TASK PROMPT: Within the material below, filter for lines that hold the word "collect".

- Opening Delimiter -

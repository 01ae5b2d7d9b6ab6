//! HTML bodies and subject lines for the digest and the "nothing today" email.

use chrono::NaiveDate;

use crate::models::job::ScoredJob;
use crate::notify::markdown::{escape_html, markdown_to_html};

/// Characters of description shown per card.
pub const DESCRIPTION_PREVIEW_CHARS: usize = 400;

pub fn display_date(date: NaiveDate) -> String {
    date.format("%Y-%m-%d").to_string()
}

pub fn digest_subject(count: usize, date: NaiveDate) -> String {
    format!("Job Hunter Daily Digest - {count} jobs ({})", display_date(date))
}

pub fn empty_subject(date: NaiveDate) -> String {
    format!("Job Hunter - no new jobs today ({})", display_date(date))
}

fn preview(description: &str) -> String {
    let trimmed = description.trim();
    if trimmed.chars().count() <= DESCRIPTION_PREVIEW_CHARS {
        return markdown_to_html(trimmed);
    }
    let cut: String = trimmed.chars().take(DESCRIPTION_PREVIEW_CHARS).collect();
    format!("{}...", markdown_to_html(&cut))
}

fn render_job_card(scored: &ScoredJob) -> String {
    let job = &scored.job;
    let eval = &scored.evaluation;

    let url = if job.job_url.trim().is_empty() {
        "#".to_string()
    } else {
        escape_html(job.job_url.trim())
    };
    let title = escape_html(job.display_title());
    let company = escape_html(job.display_company());
    let location = escape_html(job.display_location());
    let site = job.site.as_str().to_uppercase();
    let description = preview(&job.description);

    let summary = if eval.summary.trim().is_empty() {
        String::new()
    } else {
        format!(
            r#"<p style="margin: 0 0 12px 0; color: #0f766e; font-size: 14px;"><strong>AI summary:</strong> {}</p>"#,
            escape_html(eval.summary.trim())
        )
    };

    let description_block = if description.is_empty() {
        String::new()
    } else {
        format!(
            r#"<div style="background-color: #f8fafc; padding: 12px; border-radius: 6px; margin-bottom: 12px;">
                <p style="margin: 0; color: #334155; font-size: 14px; line-height: 1.6;">{description}</p>
            </div>"#
        )
    };

    format!(
        r#"
        <div style="border: 1px solid #e2e8f0; border-radius: 8px; padding: 20px; margin-bottom: 20px; background-color: #ffffff;">
            <h2 style="margin: 0 0 12px 0; font-size: 20px; color: #1e293b;">
                <a href="{url}" style="color: #2563eb; text-decoration: none;">{title}</a>
            </h2>
            <div style="color: #64748b; font-size: 14px; margin-bottom: 8px;">
                <span style="font-weight: 600; color: #475569;">{company}</span> · {location}
            </div>
            <div style="color: #94a3b8; font-size: 12px; margin-bottom: 12px;">
                Source: {site} · Score: {score}/10
            </div>
            {summary}
            {description_block}
            <a href="{url}" style="display: inline-block; background-color: #2563eb; color: white; padding: 8px 16px; border-radius: 6px; text-decoration: none; font-size: 14px;">View posting →</a>
        </div>
        "#,
        score = eval.score,
    )
}

pub fn render_digest(jobs: &[ScoredJob], date: NaiveDate) -> String {
    let cards: String = jobs.iter().map(render_job_card).collect();
    let date = display_date(date);
    let count = jobs.len();

    format!(
        r#"<!DOCTYPE html>
<html lang="en">
<head>
    <meta charset="UTF-8">
    <meta name="viewport" content="width=device-width, initial-scale=1.0">
    <title>Job Hunter Daily Digest</title>
</head>
<body style="font-family: -apple-system, BlinkMacSystemFont, 'Segoe UI', Roboto, Arial, sans-serif; background-color: #f1f5f9; margin: 0; padding: 20px;">
    <div style="max-width: 800px; margin: 0 auto; background-color: #ffffff; border-radius: 12px; overflow: hidden;">
        <div style="background: linear-gradient(135deg, #667eea 0%, #764ba2 100%); padding: 30px; text-align: center;">
            <h1 style="color: white; margin: 0; font-size: 28px;">Job Hunter Sentinel</h1>
            <p style="color: #e0e7ff; margin: 8px 0 0 0; font-size: 16px;">Your daily picks · {date}</p>
        </div>
        <div style="padding: 20px; background-color: #f8fafc; border-bottom: 1px solid #e2e8f0;">
            <p style="margin: 0; color: #475569; font-size: 16px;">
                <strong style="color: #2563eb; font-size: 20px;">{count}</strong> new matching jobs today
            </p>
        </div>
        <div style="padding: 20px;">
{cards}
        </div>
        <div style="padding: 20px; background-color: #f8fafc; border-top: 1px solid #e2e8f0; text-align: center;">
            <p style="margin: 0; color: #64748b; font-size: 14px;">Sent automatically by Job Hunter Sentinel</p>
        </div>
    </div>
</body>
</html>
"#
    )
}

pub fn render_empty(date: NaiveDate) -> String {
    let date = display_date(date);
    format!(
        r#"<!DOCTYPE html>
<html lang="en">
<head>
    <meta charset="UTF-8">
    <meta name="viewport" content="width=device-width, initial-scale=1.0">
</head>
<body style="font-family: -apple-system, BlinkMacSystemFont, 'Segoe UI', Roboto, sans-serif; background-color: #f1f5f9; padding: 20px;">
    <div style="max-width: 600px; margin: 0 auto; background-color: #ffffff; border-radius: 12px; padding: 30px;">
        <h1 style="color: #64748b; margin: 0 0 16px 0; font-size: 24px;">Job Hunter Sentinel</h1>
        <p style="color: #475569; font-size: 16px; line-height: 1.6;">No new matching jobs were found today ({date}).</p>
        <p style="color: #94a3b8; font-size: 14px; margin-top: 20px;">Monitoring continues; you will hear from us as soon as something turns up.</p>
    </div>
</body>
</html>
"#
    )
}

- Closing Delimiter -

RESPONSE TO THE EXERCISE:
    let cut: String = trimmed.chars().take(DESCRIPTION_PREVIEW_CHARS).collect();
    let cards: String = jobs.iter().map(render_job_card).collect();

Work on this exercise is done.